In a classic case of chicken and the egg, people are worried about eating either. Following reports that the Food and Drug Administration (FDA) found high dioxin levels in eggs at Changhua County farms yesterday, some residents questioned whether they should continue to consume chicken for fear that they are also contaminated.
The Council of Agriculture (COA) reassured residents that the dioxin levels in eggs are not related to chickens for consumption, UDN reported. There is a difference between hens raised to lay eggs and broiler chickens, which are raised specifically for meat production. Therefore, any chickens sent to the markets for meat will be unrelated to the dioxin case.
No broiler chickens tested exceeded standard levels for dioxins.
However, Yang Chen-chang (楊振昌), head of Taipei Veterans General Hospital’s Toxicology Department, said that testing needs to be expanded immediately to safeguard the health of Taiwan’s residents.
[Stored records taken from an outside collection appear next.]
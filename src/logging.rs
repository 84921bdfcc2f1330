use tracing_subscriber::{fmt, prelude::*, EnvFilter};

/// Installs a global fmt subscriber filtered by `RUST_LOG` (falling back to
/// `level`). Intended for binaries and integration tests; the library itself
/// only emits `tracing` events.
pub fn init(level: &str) {
    let filter = EnvFilter::try_from_default_env().unwrap_or_else(|_| EnvFilter::new(level));
    let _ = tracing_subscriber::registry()
        .with(filter)
        .with(fmt::layer())
        .try_init();
}
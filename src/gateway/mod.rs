pub mod close;
pub mod payload;
pub mod transport;

pub use close::{classify, ErrorAction};
pub use payload::{InboundEvent, OutboundPayload, SpeakingFlags};
pub use transport::{ControlTransport, MAX_PAYLOAD_BYTES};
He said the government must find the source of pollution because he doubts that the dioxin levels stem from a feed problem, according to another UDN report.
The farms related to the dioxin findings as well as grocery stores across Taiwan were ordered to remove the tainted eggs from shelves by 3 pm Saturday to ensure the public does not consume more than they already have. According to the COA, the three farms responsible for the excessive dioxin levels can produce 65,000 eggs per day. Tests showed that the eggs from the three farms were more than double the legal standard limit for dioxin.
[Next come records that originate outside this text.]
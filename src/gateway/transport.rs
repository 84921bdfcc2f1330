//! Control-plane WebSocket transport.
//!
//! Owns both halves of the socket exclusively; other tasks reach it through
//! `&self` methods, never through a shared socket field. Sends are
//! serialised by a mutex, receives are single-consumer by discipline.

use std::time::Duration;

use futures::stream::{SplitSink, SplitStream};
use futures::{SinkExt, StreamExt};
use tokio::net::TcpStream;
use tokio::sync::Mutex;
use tokio_tungstenite::tungstenite::protocol::frame::coding::CloseCode;
use tokio_tungstenite::tungstenite::protocol::CloseFrame;
use tokio_tungstenite::tungstenite::protocol::Message;
use tokio_tungstenite::tungstenite::Error as WsError;
use tokio_tungstenite::{connect_async, MaybeTlsStream, WebSocketStream};
use tracing::{debug, warn};

use super::payload::{InboundEvent, OutboundPayload};
use crate::common::{Result, VoiceError};

type WsStream = WebSocketStream<MaybeTlsStream<TcpStream>>;

/// Hard cap on one encoded control payload.
pub const MAX_PAYLOAD_BYTES: usize = 4096;

/// Synthetic close code for a stream that ended without a close frame.
const ABNORMAL_CLOSURE: u16 = 1006;

/// Bound on waiting for the send lock; a sender stuck longer than this is
/// wedged behind a dead socket.
const SEND_LOCK_TIMEOUT: Duration = Duration::from_secs(1);

struct SendHalf {
    sink: SplitSink<WsStream, Message>,
    /// Reused across sends; shrunk back to nominal capacity if a payload
    /// ever grows it past the cap.
    buf: Vec<u8>,
}

pub struct ControlTransport {
    send: Mutex<SendHalf>,
    recv: Mutex<SplitStream<WsStream>>,
}

impl ControlTransport {
    pub async fn connect(uri: &str) -> Result<Self> {
        debug!("connecting control transport to {}", uri);
        let (stream, _) = connect_async(uri).await?;
        let (sink, stream) = stream.split();
        Ok(Self {
            send: Mutex::new(SendHalf {
                sink,
                buf: Vec::with_capacity(MAX_PAYLOAD_BYTES),
            }),
            recv: Mutex::new(stream),
        })
    }

    pub async fn send(&self, payload: &OutboundPayload) -> Result<()> {
        let envelope = payload.to_envelope()?;

        let mut guard = tokio::time::timeout(SEND_LOCK_TIMEOUT, self.send.lock())
            .await
            .map_err(|_| VoiceError::Timeout("control send lock"))?;
        let half = &mut *guard;

        encode_bounded(&mut half.buf, &envelope)?;
        let text = std::str::from_utf8(&half.buf)
            .map_err(|_| VoiceError::ProtocolViolation("encoded payload is not utf-8".into()))?;
        let message = Message::text(text.to_owned());
        half.sink.send(message).await?;
        Ok(())
    }

    /// Receives the next decoded control payload.
    ///
    /// Closure is reported as an error carrying the close code:
    /// [`VoiceError::GatewayClosed`] for the voice gateway's 4xxx codes,
    /// [`VoiceError::WebSocketClosed`] for transport-level codes.
    pub async fn recv(&self) -> Result<InboundEvent> {
        let mut stream = self.recv.lock().await;
        loop {
            match stream.next().await {
                Some(Ok(Message::Text(text))) => return InboundEvent::decode(text.as_str()),
                Some(Ok(Message::Close(frame))) => {
                    let (code, reason) = match &frame {
                        Some(f) => (u16::from(f.code), f.reason.to_string()),
                        None => (1000, String::new()),
                    };
                    debug!("control transport closed: code={} reason='{}'", code, reason);
                    return Err(close_error(code));
                }
                Some(Ok(_)) => continue, // binary / ping / pong — not control payloads
                Some(Err(WsError::ConnectionClosed | WsError::AlreadyClosed)) => {
                    return Err(VoiceError::WebSocketClosed(1000));
                }
                Some(Err(e)) => {
                    warn!("control transport read error: {}", e);
                    return Err(e.into());
                }
                None => return Err(VoiceError::WebSocketClosed(ABNORMAL_CLOSURE)),
            }
        }
    }

    /// Closes the socket. `reconnect_intended` uses 1012 (service restart)
    /// so the server keeps session state for a resume; otherwise 1000.
    pub async fn disconnect(&self, reconnect_intended: bool) -> Result<()> {
        let frame = if reconnect_intended {
            CloseFrame {
                code: CloseCode::Restart,
                reason: "resuming".into(),
            }
        } else {
            CloseFrame {
                code: CloseCode::Normal,
                reason: "".into(),
            }
        };
        let mut guard = self.send.lock().await;
        match guard.sink.send(Message::Close(Some(frame))).await {
            Ok(()) => Ok(()),
            // Already gone — nothing left to close.
            Err(WsError::ConnectionClosed | WsError::AlreadyClosed) => Ok(()),
            Err(e) => Err(e.into()),
        }
    }
}

/// Serialises `envelope` into the reusable buffer, enforcing the payload
/// cap. A rejected payload also resets the buffer to nominal capacity so an
/// oversized attempt cannot pin memory.
fn encode_bounded(buf: &mut Vec<u8>, envelope: &super::payload::Envelope) -> Result<()> {
    buf.clear();
    serde_json::to_writer(&mut *buf, envelope)?;
    let size = buf.len();
    if size > MAX_PAYLOAD_BYTES {
        *buf = Vec::with_capacity(MAX_PAYLOAD_BYTES);
        return Err(VoiceError::PayloadTooLarge {
            size,
            limit: MAX_PAYLOAD_BYTES,
        });
    }
    if buf.capacity() > MAX_PAYLOAD_BYTES {
        buf.shrink_to(MAX_PAYLOAD_BYTES);
    }
    Ok(())
}

fn close_error(code: u16) -> VoiceError {
    if (4000..5000).contains(&code) {
        VoiceError::GatewayClosed(code)
    } else {
        VoiceError::WebSocketClosed(code)
    }
}

/// A send failure that just means the peer closed first; callers treat it
/// as a clean exit rather than a fault.
pub fn is_normal_closure(err: &VoiceError) -> bool {
    matches!(
        err,
        VoiceError::WebSocketClosed(1000)
            | VoiceError::WebSocket(WsError::ConnectionClosed | WsError::AlreadyClosed)
    )
}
Retailers that continue sell or use eggs from the three farms after 3 pm today will face a fine of NT$30,000 (US$988) to NT$3 million (US$98,814), the FDA said.
According to the WHO, more than 90% of human exposure to dioxins, which are highly toxic, is through food. The organization recommends consumption levels should not exceed 1 picograms (pg)/kg to 4pg/kg per day. The eggs tested reached dioxin levels as high as 5.2pg/g.